É lamentável a situação na qual se encontra a saúde no município do Recife. O plano de reforma e manutenção das unidades de saúde não avançou. Continuamos a nos deparar com estruturas físicas precárias, algumas ameaçando a desabar, suspendendo, inclusive, o atendimento a população e outras fechadas para reforma, sem nunca serem concluídas.
O déficit de recursos humanos atravessou toda a atual gestão. As Entidades Medicas de Pernambuco (AMPE, Cremepe e Simepe) lutaram pelo concurso público e sua homologação, no entanto, apesar do concurso vigente, poucos médicos foram chamados, deixando várias Unidades de Saúde, a exemplo do Hospital Helena Moura, no bairro da Tamarineira/Recife, referência para internamento e atendimentos de emergência pediátrica, com redução das escalas em alguns plantões, assim como acontece nas policlínicas e maternidades, CAPS e Samu.
Este é um problema que se agrava a cada dia, sobretudo neste final de gestão com o fim de contratos que não serão mais renovados, levando ao aumento do deficit destes profissionais médicos e falta de assistência em geral.
O descaso e o descompromisso não param por aí: faltam remédios, material médico-cirurgico, exames laboratoriais básicos, bem como a redução na frota de ambulância, comprometem a assistência a população e põem em risco os profissionais de saúde e usuários do Sistema Único de Saúde (SUS) do Recife. Denunciamos e cobramos dos gestores do município compromisso e respeito aos profissionais da saúde e a cada cidadão usuário do SUS do Recife, até seu último dia de gestão.
Conforme decidido em reunião realizada no dia 27 de novembro, na sede do Sindicato dos Médicos de Pernambuco (Simepe), encaminhamos oficio à Prefeitura solicitando audiência com o prefeito, e estamos a esperar uma resposta até a presente data.

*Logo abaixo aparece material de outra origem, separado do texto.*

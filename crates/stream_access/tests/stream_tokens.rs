//! Stream-token lifecycle tests against a mock access-check endpoint.

use std::collections::HashMap;
use std::sync::Arc;
use std::time::Duration;

use reqwest_middleware::{ClientBuilder, ClientWithMiddleware};
use serde_json::json;
use wiremock::matchers::{header, method, path};
use wiremock::{Mock, MockServer, ResponseTemplate};

use stream_access::{HeaderProvider, MediaType, StreamTokenManager};

fn plain_client() -> Arc<ClientWithMiddleware> {
    let _ = env_logger::builder().is_test(true).try_init();
    Arc::new(ClientBuilder::new(reqwest::Client::new()).build())
}

fn session_headers(token: &str) -> HeaderProvider {
    let token = token.to_string();
    Arc::new(move || HashMap::from([("X-Wallet-Session".to_string(), token.clone())]))
}

async fn access_check_hits(server: &MockServer) -> usize {
    server
        .received_requests()
        .await
        .unwrap_or_default()
        .iter()
        .filter(|r| r.url.path().starts_with("/stream/access-check/"))
        .count()
}

async fn mount_access_check(server: &MockServer, asset_id: &str, expires_in: u64) {
    Mock::given(method("POST"))
        .and(path(format!("/stream/access-check/{asset_id}")))
        .and(header("X-Wallet-Session", "tok1"))
        .respond_with(ResponseTemplate::new(200).set_body_json(json!({
            "success": true,
            "streamToken": "stream-tok",
            "expiresIn": expires_in,
            "mediaType": "video",
            "mimeType": "video/mp4"
        })))
        .mount(server)
        .await;
}

#[tokio::test]
async fn fetch_returns_playback_url_and_tracks_token() {
    let server = MockServer::start().await;
    mount_access_check(&server, "asset1", 120).await;

    let manager = StreamTokenManager::new(plain_client(), server.uri(), session_headers("tok1"));

    let url = manager
        .fetch_stream_token("asset1")
        .await
        .expect("token granted");

    assert_eq!(url, format!("{}/stream/asset1?token=stream-tok", server.uri()));
    assert_eq!(manager.stream_url().as_deref(), Some(url.as_str()));
    assert!(manager.is_token_valid());
    assert_eq!(manager.last_error(), None);

    let token = manager.current_token().expect("tracked token");
    assert_eq!(token.expires_in, 120);
    assert_eq!(token.media_type, MediaType::Video);
    assert_eq!(token.mime_type, "video/mp4");
}

#[tokio::test]
async fn fetch_defaults_expires_in_when_server_omits_it() {
    let server = MockServer::start().await;
    Mock::given(method("POST"))
        .and(path("/stream/access-check/asset1"))
        .respond_with(ResponseTemplate::new(200).set_body_json(json!({
            "success": true,
            "streamToken": "stream-tok"
        })))
        .mount(&server)
        .await;

    let manager = StreamTokenManager::new(plain_client(), server.uri(), session_headers("tok1"));

    manager.fetch_stream_token("asset1").await.expect("token");

    assert_eq!(manager.current_token().expect("token").expires_in, 120);
}

#[tokio::test]
async fn fetch_without_session_issues_no_request() {
    let server = MockServer::start().await;
    Mock::given(method("POST"))
        .and(path("/stream/access-check/asset1"))
        .respond_with(ResponseTemplate::new(200))
        .expect(0)
        .mount(&server)
        .await;

    let no_session: HeaderProvider = Arc::new(HashMap::new);
    let manager = StreamTokenManager::new(plain_client(), server.uri(), no_session);

    assert_eq!(manager.fetch_stream_token("asset1").await, None);
    assert_eq!(manager.last_error().as_deref(), Some("Not authenticated"));
}

#[tokio::test]
async fn fetch_denied_by_server_sets_error() {
    let server = MockServer::start().await;
    Mock::given(method("POST"))
        .and(path("/stream/access-check/asset1"))
        .respond_with(ResponseTemplate::new(200).set_body_json(json!({
            "success": false,
            "error": "no active entitlement"
        })))
        .mount(&server)
        .await;

    let manager = StreamTokenManager::new(plain_client(), server.uri(), session_headers("tok1"));

    assert_eq!(manager.fetch_stream_token("asset1").await, None);
    let err = manager.last_error().expect("error recorded");
    assert!(err.contains("no active entitlement"), "got: {err}");
    assert!(!manager.is_token_valid());
}

#[tokio::test]
async fn fetch_http_failure_sets_error() {
    let server = MockServer::start().await;
    Mock::given(method("POST"))
        .and(path("/stream/access-check/asset1"))
        .respond_with(ResponseTemplate::new(403).set_body_json(json!({ "error": "forbidden" })))
        .mount(&server)
        .await;

    let manager = StreamTokenManager::new(plain_client(), server.uri(), session_headers("tok1"));

    assert_eq!(manager.fetch_stream_token("asset1").await, None);
    let err = manager.last_error().expect("error recorded");
    assert!(err.contains("403"), "got: {err}");
}

#[tokio::test]
async fn renewal_refetches_same_asset_before_expiry() {
    let server = MockServer::start().await;
    // 2s lifetime: renewal fires at 1.5s.
    mount_access_check(&server, "asset1", 2).await;

    let manager = StreamTokenManager::new(plain_client(), server.uri(), session_headers("tok1"));
    manager.fetch_stream_token("asset1").await.expect("token");
    assert_eq!(access_check_hits(&server).await, 1);

    tokio::time::sleep(Duration::from_millis(2200)).await;

    // At least one renewal has fired, against the same asset id.
    assert!(access_check_hits(&server).await >= 2);
    // The tracked token is the renewed one, not the original.
    let token = manager.current_token().expect("token");
    assert!(token.fetched_at.elapsed() < Duration::from_secs(2));
}

#[tokio::test]
async fn clear_token_cancels_pending_renewal() {
    let server = MockServer::start().await;
    // 1s lifetime: renewal would fire at 750ms.
    mount_access_check(&server, "asset1", 1).await;

    let manager = StreamTokenManager::new(plain_client(), server.uri(), session_headers("tok1"));
    manager.fetch_stream_token("asset1").await.expect("token");
    manager.clear_token();

    tokio::time::sleep(Duration::from_millis(1200)).await;

    // The scheduled renewal never ran.
    assert_eq!(access_check_hits(&server).await, 1);
    assert!(!manager.is_token_valid());
    assert_eq!(manager.stream_url(), None);
}

#[tokio::test]
async fn dropping_manager_cancels_pending_renewal() {
    let server = MockServer::start().await;
    mount_access_check(&server, "asset1", 1).await;

    let manager = StreamTokenManager::new(plain_client(), server.uri(), session_headers("tok1"));
    manager.fetch_stream_token("asset1").await.expect("token");
    drop(manager);

    tokio::time::sleep(Duration::from_millis(1200)).await;

    assert_eq!(access_check_hits(&server).await, 1);
}

#[tokio::test]
async fn refresh_token_refetches_tracked_asset() {
    let server = MockServer::start().await;
    mount_access_check(&server, "asset1", 120).await;

    let manager = StreamTokenManager::new(plain_client(), server.uri(), session_headers("tok1"));
    manager.fetch_stream_token("asset1").await.expect("token");

    let url = manager.refresh_token().await.expect("refreshed");

    assert!(url.contains("asset1"));
    assert_eq!(access_check_hits(&server).await, 2);
}

#[tokio::test]
async fn new_fetch_replaces_tracked_asset() {
    let server = MockServer::start().await;
    mount_access_check(&server, "asset1", 120).await;
    mount_access_check(&server, "asset2", 120).await;

    let manager = StreamTokenManager::new(plain_client(), server.uri(), session_headers("tok1"));
    manager.fetch_stream_token("asset1").await.expect("token");
    manager.fetch_stream_token("asset2").await.expect("token");

    let url = manager.stream_url().expect("url");
    assert!(url.contains("asset2"), "got: {url}");
}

Ainda existe a Ação Judicial, provocada pelo Simepe, no sentido de interpelar a Prefeitura do Recife pela não convocação dos médicos do concurso vigente para assumir as deficiências dos plantões das unidades da rede municipal de saúde.
Ficando a constatação de uma gestão de saúde que foi abandonada, esperamos que ao assumir a administração da cidade, a nova gestão municipal se dedique de imediato sobre questões tão graves que assolam o recifense, pois para os profissionais e a população, a saúde não pode sofrer descontinuidade.